No ano passado, as PME continuavam por isso a ostentar o título de “espinha dorsal” ou de “pulmão” da economia: eram responsáveis por 68% do valor acrescentado e de mais de 77% dos postos de trabalho. Cada um desses 2,6 milhões de portugueses a trabalhar nas PME produzia bens ou serviços avaliados em 22.900 euros por ano, abaixo do PIB per capita, situado nos 23.400 euros – um indicador que ajuda a explicar os baixos salários e a precariedade em Portugal.

O melhor e o pior

No geral, as PME portuguesas estão bem em domínios como o “espírito empresarial”, na segunda oportunidade que concede a projectos falhados ou ao nível das “técnicas e inovação”. Nos inquéritos que deram base ao relatório, os empresários ou gestores de 64% das PME disseram que entre 2014 e 2016 tentaram introduzir inovação nos seus produtos ou processos – só os belgas conseguiram um resultado melhor.

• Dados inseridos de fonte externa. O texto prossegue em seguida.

use reportflow::aggregate::{aggregate, aggregate_by, AggregateOp, AggregateSpec};
use reportflow::chart::{self, ChartDefaults, ChartDescriptor, TimelineGuard};
use reportflow::data::{Record, ResultSet};
use serde_json::{json, Value};

fn records(value: Value) -> Vec<Record> {
    value
        .as_array()
        .unwrap()
        .iter()
        .map(|v| v.as_object().unwrap().clone())
        .collect()
}

fn as_json(rows: Vec<Record>) -> Value {
    Value::Array(rows.into_iter().map(Value::Object).collect())
}

#[test]
fn test_sum_of_formatted_strings() {
    let rows = records(json!([
        {"region": "North", "sales": "1,000"},
        {"region": "North", "sales": "500"},
        {"region": "South", "sales": 250.5}
    ]));
    let out = aggregate(rows, Some("region"), &["sales".to_string()], Some(AggregateOp::Sum), None);
    assert_eq!(
        as_json(out),
        json!([
            {"region": "North", "sales": 1500},
            {"region": "South", "sales": 250.5}
        ])
    );
}

#[test]
fn test_non_numeric_cells_count_as_zero() {
    let rows = records(json!([
        {"k": "a", "v": "n/a"},
        {"k": "a", "v": null},
        {"k": "a", "v": 4},
        {"k": "a"}
    ]));
    let mean = aggregate(rows, Some("k"), &["v".to_string()], Some(AggregateOp::Mean), None);
    assert_eq!(as_json(mean), json!([{"k": "a", "v": 1}]));
}

#[test]
fn test_null_group_keys_form_their_own_group() {
    let rows = records(json!([
        {"k": null, "v": 1},
        {"k": "x", "v": 2},
        {"k": null, "v": 3}
    ]));
    let out = aggregate(rows, Some("k"), &["v".to_string()], Some(AggregateOp::Sum), None);
    assert_eq!(as_json(out), json!([{"k": null, "v": 4}, {"k": "x", "v": 2}]));
}

#[test]
fn test_series_column_equal_to_group_is_ignored() {
    let rows = records(json!([{"k": "a", "v": 1}, {"k": "a", "v": 2}]));
    let out = aggregate(rows, Some("k"), &["v".to_string()], Some(AggregateOp::Sum), Some("k"));
    assert_eq!(as_json(out), json!([{"k": "a", "v": 3}]));
}

#[test]
fn test_spec_from_chart_binding() {
    let descriptor = ChartDescriptor::from_value(&json!({
        "type": "bar",
        "x_axis": "month",
        "y_axis": ["revenue", "cost"],
        "aggregation": "avg"
    }))
    .unwrap();
    let binding = &descriptor.binding;
    let spec = AggregateSpec {
        group_cols: binding.category.clone(),
        value_cols: binding.value_columns(),
        op: binding.aggregation,
        series_col: binding.series.clone(),
    };

    let rows = records(json!([
        {"month": "Jan", "revenue": 10, "cost": 4},
        {"month": "Jan", "revenue": 20, "cost": 6},
        {"month": "Feb", "revenue": 5, "cost": 1}
    ]));
    assert_eq!(
        as_json(spec.apply(rows)),
        json!([
            {"month": "Jan", "revenue": 15, "cost": 5},
            {"month": "Feb", "revenue": 5, "cost": 1}
        ])
    );
}

#[test]
fn test_composite_category_groups_on_every_column() {
    let rows = records(json!([
        {"year": 2023, "month": "Jan", "sales": 1},
        {"year": 2024, "month": "Jan", "sales": 2},
        {"year": 2024, "month": "Jan", "sales": 3},
        {"year": 2023, "month": "Feb", "sales": 4}
    ]));
    let keys = vec!["year".to_string(), "month".to_string()];
    let out = aggregate_by(rows.clone(), &keys, &["sales".to_string()], Some(AggregateOp::Sum), None);
    assert_eq!(
        as_json(out),
        json!([
            {"year": 2023, "month": "Jan", "sales": 1},
            {"year": 2024, "month": "Jan", "sales": 5},
            {"year": 2023, "month": "Feb", "sales": 4}
        ])
    );

    let missing = vec!["year".to_string(), "quarter".to_string()];
    assert_eq!(
        aggregate_by(rows.clone(), &missing, &["sales".to_string()], Some(AggregateOp::Sum), None),
        rows
    );
}

#[test]
fn test_aggregated_rows_feed_the_chart() {
    let result = ResultSet::new(
        vec!["month".into(), "region".into(), "sales".into()],
        vec![
            vec![json!("Jan"), json!("East"), json!("1,200")],
            vec![json!("Jan"), json!("East"), json!(300)],
            vec![json!("Jan"), json!("West"), json!(100)],
            vec![json!("Feb"), json!("West"), json!(50)],
        ],
    );
    let descriptor = ChartDescriptor::from_value(&json!({
        "type": "bar",
        "x_axis": "month",
        "y_axis": "sales",
        "series_col": "region",
        "aggregation": "sum"
    }))
    .unwrap();
    let binding = &descriptor.binding;
    let rows = aggregate(
        result.to_records(),
        binding.category_col(),
        &binding.value_columns(),
        binding.aggregation,
        binding.series.as_deref(),
    );
    assert_eq!(rows.len(), 3);

    let spec = chart::build(&descriptor, &rows, &ChartDefaults::default(), TimelineGuard::default())
        .unwrap()
        .unwrap();
    let options = spec.as_value();
    assert_eq!(options["xAxis"][0]["data"], json!(["Jan", "Feb"]));
    assert_eq!(options["series"][0]["name"], json!("East"));
    assert_eq!(options["series"][0]["data"], json!([1500, 0]));
    assert_eq!(options["series"][1]["name"], json!("West"));
    assert_eq!(options["series"][1]["data"], json!([100, 50]));
}
use serde_json::{json, Value};

use super::graph::{edges, links, node_names};
use crate::chart::context::BuildContext;
use crate::chart::error::ChartResult;
use crate::chart::options;

pub fn build(ctx: &BuildContext<'_>) -> ChartResult<Option<Value>> {
    let Some(edges) = edges(ctx) else {
        return Ok(None);
    };
    let s = &ctx.style().sankey;
    let nodes: Vec<Value> = node_names(&edges)
        .into_iter()
        .map(|name| json!({"name": name}))
        .collect();

    let mut root = options::base(ctx);
    root.insert(
        "series".into(),
        json!([{
            "type": "sankey",
            "data": nodes,
            "links": links(&edges),
            "nodeAlign": s.node_align,
            "orient": s.orient,
            "label": options::label(ctx),
            "lineStyle": {"opacity": 0.2, "curveness": 0.5, "color": "source"},
        }]),
    );
    Ok(Some(Value::Object(root)))
}
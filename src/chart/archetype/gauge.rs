use serde_json::{json, Value};

use crate::chart::context::BuildContext;
use crate::chart::error::{ChartError, ChartResult};
use crate::chart::options;
use crate::data::number_value;

pub fn build(ctx: &BuildContext<'_>) -> ChartResult<Option<Value>> {
    let g = &ctx.style().gauge;
    if g.min >= g.max {
        return Err(ChartError::archetype(
            "gauge",
            format!("min ({}) must be below max ({})", g.min, g.max),
        ));
    }
    let primary = ctx.data.columns.first().map(String::as_str).unwrap_or_default();
    let value = ctx
        .data
        .values
        .first()
        .and_then(|v| v.first())
        .copied()
        .unwrap_or(0.0);
    let name = ctx
        .data
        .categories
        .first()
        .cloned()
        .unwrap_or_else(|| primary.to_string());

    let mut detail = options::series_label(ctx, primary, None);
    if detail["formatter"] == json!("{c}") {
        detail["formatter"] = json!("{value}");
    }

    let mut root = options::base(ctx);
    root.insert(
        "series".into(),
        json!([{
            "type": "gauge",
            "name": ctx.series_name(primary),
            "data": [{"name": name, "value": number_value(value)}],
            "min": number_value(g.min),
            "max": number_value(g.max),
            "splitNumber": number_value(g.split_number),
            "radius": g.radius,
            "startAngle": number_value(g.start_angle),
            "endAngle": number_value(g.end_angle),
            "detail": detail,
        }]),
    );
    Ok(Some(Value::Object(root)))
}
//! Test utilities for generated SQL validation.
//!
//! Provides helpers for checking that wrapped queries are syntactically
//! correct using sqlparser-rs.

use sqlparser::dialect::{GenericDialect, MsSqlDialect, MySqlDialect, PostgreSqlDialect};
use sqlparser::parser::Parser;

use super::dialect::Dialect;

/// Validates that a SQL string is syntactically valid for the given dialect.
pub fn validate_sql(sql: &str, dialect: Dialect) -> Result<(), String> {
    let parser_dialect: Box<dyn sqlparser::dialect::Dialect> = match dialect {
        Dialect::Postgres => Box::new(PostgreSqlDialect {}),
        Dialect::MySql => Box::new(MySqlDialect {}),
        Dialect::TSql => Box::new(MsSqlDialect {}),
        Dialect::Oracle => Box::new(GenericDialect {}), // sqlparser has no Oracle dialect
    };

    Parser::parse_sql(&*parser_dialect, sql)
        .map(|_| ())
        .map_err(|e| format!("Invalid SQL for {:?}: {}\nSQL: {}", dialect, e, sql))
}

#[cfg(test)]
mod tests {
    use super::*;
    use crate::sql::dialect::SqlDialect;
    use crate::sql::filter::{build_conditions, Filter, FilterOp};

    #[test]
    fn test_validate_invalid_sql() {
        let result = validate_sql("SELEC * FORM users", Dialect::Postgres);
        assert!(result.is_err());
    }

    #[test]
    fn test_every_envelope_parses() {
        let filters = vec![
            Filter::new("region", FilterOp::Eq, "East"),
            Filter::new("amount", FilterOp::Gt, 10),
            Filter::new("name", FilterOp::Contains, "co"),
            Filter::new("closed_at", FilterOp::IsNull, serde_json::Value::Null),
        ];
        for dialect in Dialect::ALL {
            let conditions = build_conditions(&filters, &dialect);
            for limit in [None, Some(50)] {
                let sql = dialect.wrap_query("SELECT region, amount, name, closed_at FROM orders", &conditions, limit);
                validate_sql(&sql, dialect).unwrap();
            }
        }
    }
}
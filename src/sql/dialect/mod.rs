//! SQL dialect definitions for the four supported backends.
//!
//! Each dialect implements `SqlDialect` to describe how caller SQL is wrapped
//! and how a connection target is addressed:
//!
//! - Row limiting: `TOP n` (SQL Server), `ROWNUM <= n` (Oracle), `LIMIT n` (MySQL, PostgreSQL)
//! - Derived-table aliasing: `AS _wrapper_` everywhere except Oracle, which rejects `AS` on tables
//! - Connection targets: ODBC string (SQL Server), URLs (MySQL, PostgreSQL), EZConnect DSN (Oracle)
//! - Liveness probe: `SELECT 1`, or `SELECT 1 FROM DUAL` on Oracle
//!
//! # Usage
//!
//! ```ignore
//! use reportflow::sql::dialect::{Dialect, SqlDialect};
//!
//! let dialect: Dialect = "postgresql".parse()?;
//! let sql = dialect.wrap_query("SELECT * FROM sales", &[], Some(10));
//! assert_eq!(sql, "SELECT * FROM (SELECT * FROM sales) AS _wrapper_ LIMIT 10");
//! ```

pub mod helpers;
mod mysql;
mod oracle;
mod postgres;
mod tsql;

pub use mysql::MySql;
pub use oracle::Oracle;
pub use postgres::Postgres;
pub use tsql::TSql;

use std::str::FromStr;

use serde::{Deserialize, Serialize};

use crate::config::DataSourceConnection;

/// Alias given to the caller's query when it is wrapped as a derived table.
pub const WRAPPER_ALIAS: &str = "_wrapper_";

/// SQL dialect trait - defines how a backend is addressed and how caller
/// SQL is wrapped in a filter/limit envelope.
pub trait SqlDialect: std::fmt::Debug + Send + Sync {
    /// Dialect name for display/logging.
    fn name(&self) -> &'static str;

    /// Driver identifier understood by the database worker.
    fn driver_name(&self) -> &'static str;

    /// Default TCP port of the backend.
    fn default_port(&self) -> u16;

    // =========================================================================
    // Connection
    // =========================================================================

    /// Build the driver-specific connection target for a data source.
    fn connection_string(&self, conn: &DataSourceConnection) -> String;

    /// Statement used to check that a connection is usable.
    fn probe_query(&self) -> &'static str {
        "SELECT 1"
    }

    // =========================================================================
    // Literals
    // =========================================================================

    /// Quote a string literal.
    ///
    /// All dialects use single quotes with `''` for escaping.
    fn quote_string(&self, s: &str) -> String {
        helpers::quote_string_single(s)
    }

    // =========================================================================
    // Envelope
    // =========================================================================

    /// Wrap `sql` as a derived table, applying `conditions` (already rendered,
    /// joined with `AND`) and an optional row limit.
    fn wrap_query(&self, sql: &str, conditions: &[String], limit: Option<u64>) -> String;
}

/// Supported SQL dialects.
#[derive(Debug, Clone, Copy, PartialEq, Eq, Hash, Default, Serialize, Deserialize)]
#[serde(try_from = "String", into = "String")]
pub enum Dialect {
    #[default]
    TSql,
    MySql,
    Postgres,
    Oracle,
}

impl Dialect {
    /// Every supported dialect, in declaration order.
    pub const ALL: [Dialect; 4] = [Dialect::TSql, Dialect::MySql, Dialect::Postgres, Dialect::Oracle];

    /// Get the dialect implementation.
    pub fn dialect(&self) -> &'static dyn SqlDialect {
        match self {
            Dialect::TSql => &TSql,
            Dialect::MySql => &MySql,
            Dialect::Postgres => &Postgres,
            Dialect::Oracle => &Oracle,
        }
    }

    /// Canonical data-source tag (`mssql`, `mysql`, `postgresql`, `oracle`).
    pub fn tag(&self) -> &'static str {
        match self {
            Dialect::TSql => "mssql",
            Dialect::MySql => "mysql",
            Dialect::Postgres => "postgresql",
            Dialect::Oracle => "oracle",
        }
    }
}

/// Raised when a data-source tag names no supported dialect.
#[derive(Debug, Clone, PartialEq, Eq, thiserror::Error)]
#[error("unsupported database type: {0}. Supported: mssql, mysql, postgresql, oracle")]
pub struct UnsupportedDialect(pub String);

impl FromStr for Dialect {
    type Err = UnsupportedDialect;

    fn from_str(s: &str) -> Result<Self, Self::Err> {
        match s.trim().to_lowercase().as_str() {
            "mssql" | "sqlserver" | "sql_server" | "tsql" => Ok(Dialect::TSql),
            "mysql" | "mariadb" => Ok(Dialect::MySql),
            "postgresql" | "postgres" | "pg" => Ok(Dialect::Postgres),
            "oracle" => Ok(Dialect::Oracle),
            other => Err(UnsupportedDialect(other.to_string())),
        }
    }
}

impl TryFrom<String> for Dialect {
    type Error = UnsupportedDialect;

    fn try_from(value: String) -> Result<Self, Self::Error> {
        value.parse()
    }
}

impl From<Dialect> for String {
    fn from(dialect: Dialect) -> Self {
        dialect.tag().to_string()
    }
}

// Implement SqlDialect for Dialect enum by delegating to concrete types
impl SqlDialect for Dialect {
    fn name(&self) -> &'static str {
        self.dialect().name()
    }

    fn driver_name(&self) -> &'static str {
        self.dialect().driver_name()
    }

    fn default_port(&self) -> u16 {
        self.dialect().default_port()
    }

    fn connection_string(&self, conn: &DataSourceConnection) -> String {
        self.dialect().connection_string(conn)
    }

    fn probe_query(&self) -> &'static str {
        self.dialect().probe_query()
    }

    fn quote_string(&self, s: &str) -> String {
        self.dialect().quote_string(s)
    }

    fn wrap_query(&self, sql: &str, conditions: &[String], limit: Option<u64>) -> String {
        self.dialect().wrap_query(sql, conditions, limit)
    }
}

impl std::fmt::Display for Dialect {
    fn fmt(&self, f: &mut std::fmt::Formatter<'_>) -> std::fmt::Result {
        write!(f, "{}", self.dialect().name())
    }
}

Já quando se trata de fazer ou encomendar projectos de investigação e desenvolvimento, as PME portuguesas ficam mal: o país tem atrás de si neste capítulo apenas a Polónia, a Bulgária e Malta. Não admira por isso que apenas 23% dos produtos ou bens das PME nacionais sejam dotados de “alta intensidade tecnológica” – só a Lituânia, a Letónia e a Estónia estão pior.

Pior também é o capítulo que envolve as ajudas do Estado e as políticas públicas para as empresas.

Ao nível da desburocratização, da facilidade de criação de um negócio ou do tempo gasto para se vender uma empresa, o relatório considera que a situação é mais favorável do que no resto da Europa. Depois, o cenário agrava-se quando se trata de pagar impostos, que obrigam as empresas a gastar 243 horas por ano, contra 172 na UE. E piora ainda mais quando se chega ao capítulo dos pagamentos do Estado, que registam uma média de 32 dias de atraso, contra oito dias no resto da UE – o relatório faz notar, ainda assim, que o tempo de espera pelos pagamentos se reduziu em 11 dias desde o princípio de 2018. Para agravar este problema, as PME nacionais estão entre as que têm mais dificuldades de obter financiamento na Europa.  

Entre dados positivos e negativos, a Comissão Europeia não deixa de analisar favoravelmente a evolução das PME nos anos recentes. É referido o crescimento dos investimentos dinamizados pelo cluster automóvel, da metalomecânica ou da informação e comunicação.

Por outro lado, “a abertura de muitas subsidiárias por parte de gigantes tecnológicos ajudou a criar ecossistemas dinâmicos, atraiu profissionais qualificados e criou incentivos para o desenvolvimento das tecnologias de informação” ou para “o desenvolvimento de novas empresas”.

A este propósito, o estudo refere  que no ano passado bateu-se o recorde do número de novas empresas criadas – 45.191. Se a taxa de mortalidade de empresas em Portugal, uma das mais altas da Europa, se mantiver, no prazo de cinco anos só duas em cada cinco dessas novas empresas continuarão com as portas abertas.